La posición adoptada durante el parto puede tener un impacto significativo en la experiencia del nacimiento, así como en la salud de la madre y del bebé.
Horizontal o decúbito supino
Es común en los partos hospitalarios: la mujer se recuesta boca arriba, a menudo con las piernas levantadas y apoyadas en los estribos. Esta posición es la más frecuente debido a que facilita el acceso del equipo médico para realizar intervenciones, como la episiotomía o el uso de fórceps, y controlar el progreso del parto.
Sin embargo, también conlleva riesgos. En primer lugar, estar recostada boca arriba puede comprimir la vena cava, lo que reduce el flujo sanguíneo y puede causar mareos o disminución del oxígeno disponible para el bebé. Además, la gravedad no trabaja a favor de la madre, lo que puede hacer que el empuje sea más difícil y se prolongue el trabajo de parto.
En cuclillas
Esta opción aprovecha la fuerza de la gravedad para facilitar el descenso del bebé por el canal de parto.

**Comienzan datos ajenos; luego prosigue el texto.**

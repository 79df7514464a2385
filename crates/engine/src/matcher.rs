// SPDX-License-Identifier: BUSL-1.1
// Copyright (c) 2026 Alfred Jean LLC

//! Matching a running instance against the requested solution.

use std::path::Path;

use tracing::info;
use vsopen_adapters::{Automation, Editor, Solution};
use vsopen_core::{path, IdentityFilter, RetryPolicy, TargetRequest};

use crate::scan::find_instance;

/// Accepts an instance that has the requested solution open, optionally
/// running from the requested installation.
#[derive(Debug, Clone, Copy)]
pub struct SolutionMatch<'a> {
    pub solution: &'a Path,
    pub executable: Option<&'a Path>,
}

impl<'a> SolutionMatch<'a> {
    pub fn new(solution: &'a Path, executable: Option<&'a Path>) -> Self {
        Self {
            solution,
            executable,
        }
    }

    pub fn for_request(request: &'a TargetRequest) -> Self {
        Self::new(&request.solution, request.executable.as_deref())
    }

    /// Any failed query rejects the candidate.
    pub fn matches<E: Editor>(&self, editor: &E) -> bool {
        let Ok(executable) = editor.full_name() else {
            return false;
        };
        let Ok(solution) = editor.solution() else {
            return false;
        };
        let Ok(solution_path) = solution.full_name() else {
            return false;
        };
        if solution_path.is_empty() {
            return false;
        }

        info!(solution = %solution_path, "Visual Studio opened on solution");
        if !path::equivalent(&solution_path, self.solution) {
            return false;
        }

        info!("found a running Visual Studio session with the solution open");
        match self.executable {
            None => {
                info!("no Visual Studio installation requested, using this running session");
                true
            }
            Some(wanted) if path::equivalent(&executable, wanted) => true,
            Some(_) => {
                info!(
                    %executable,
                    "running session is not the requested installation, continuing search"
                );
                false
            }
        }
    }
}

/// First running instance satisfying `matcher`.
pub fn find_with_solution<A: Automation>(
    automation: &A,
    policy: RetryPolicy,
    matcher: &SolutionMatch<'_>,
) -> Option<A::Editor> {
    find_instance(automation, policy, IdentityFilter::any(), |editor| {
        matcher.matches(editor)
    })
}

#[cfg(test)]
#[path = "matcher_tests.rs"]
mod tests;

En esta posición, la madre se agacha con las piernas abiertas, lo que permite una mayor apertura de la pelvis y reduce la necesidad de empujar con tanta fuerza.
Las ventajas incluyen menor tiempo de expulsión y menos riesgo de trauma perineal, ya que el bebé tiene más espacio para nacer. Sin embargo, también puede haber riesgos, especialmente si la madre no está bien sostenida o si se cansa rápidamente, lo que podría dificultar la continuidad del trabajo de parto. Igualmente, para algunas mujeres, la presión en las piernas y las rodillas puede ser incómoda, lo que podría limitar la efectividad de esta postura.
En cuatro puntos o manos y rodillas
La mujer se pone a cuatro patas, con las manos y las rodillas apoyadas en el suelo o en la cama. Esta alternativa ofrece ciertos beneficios en el manejo del dolor y en la facilitación del parto. Puede ayudar a aliviar la presión en la parte baja de la espalda, lo que la convierte en una opción popular para mujeres que experimentan dolor lumbar intenso.
Tiene el beneficio de reducir la necesidad de intervenciones médicas. La pelvis puede abrirse de manera más eficaz, lo que podría reducir el riesgo de desgarros perineales. Sin embargo, el control sobre el proceso de parto puede ser más complicado para el equipo médico.
Lateral o decúbito lateral
La mujer se coloca de lado. Esta posición puede ofrecer una excelente combinación de comodidad y efectividad. Es especialmente útil en quienes desean evitar la presión sobre la espalda y prefieren una opción más relajada para el trabajo de parto. Además, permite que el flujo sanguíneo sea adecuado, lo que minimiza los riesgos asociados con la compresión de la vena cava.
En muchos casos, esta posición se considera una opción segura para la madre y el bebé y sus riesgos son mínimos. No obstante, algunos médicos pueden encontrarla menos práctica para ciertos procedimientos.
Vertical o de pie
Ya sea de pie, caminando o utilizando una barra para apoyar el peso del cuerpo, esta opción maximiza el efecto de la gravedad. En esta postura, el peso del bebé le hace descender por el canal de parto de manera más rápida, lo que podría reducir la duración de la fase de expulsión. Adicionalmente, permite que la madre se mueva más libremente, lo que puede ser beneficioso para aliviar el dolor. La principal desventaja es la fatiga. Mantenerse de pie durante largos periodos puede ser agotador, especialmente durante un parto prolongado.
La elección de la posición para el parto depende de múltiples factores, como la comodidad de la madre, el entorno donde se realiza el parto y la necesidad de intervenciones médicas. Mientras que las posiciones verticales y en cuclillas aprovechan la gravedad para facilitar el nacimiento, las posiciones horizontales pueden permitir un mayor control por parte del equipo médico pero conllevan mayores riesgos de complicaciones.
En definitiva, no existe una ‘mejor’ posición para el parto; más bien es esencial que las mujeres tengan la oportunidad de cambiar de posición según sus necesidades y el progreso del parto. La evaluación de los riesgos de cada postura debe basarse en un enfoque personalizado, que priorice la seguridad y el bienestar de la madre y del bebé.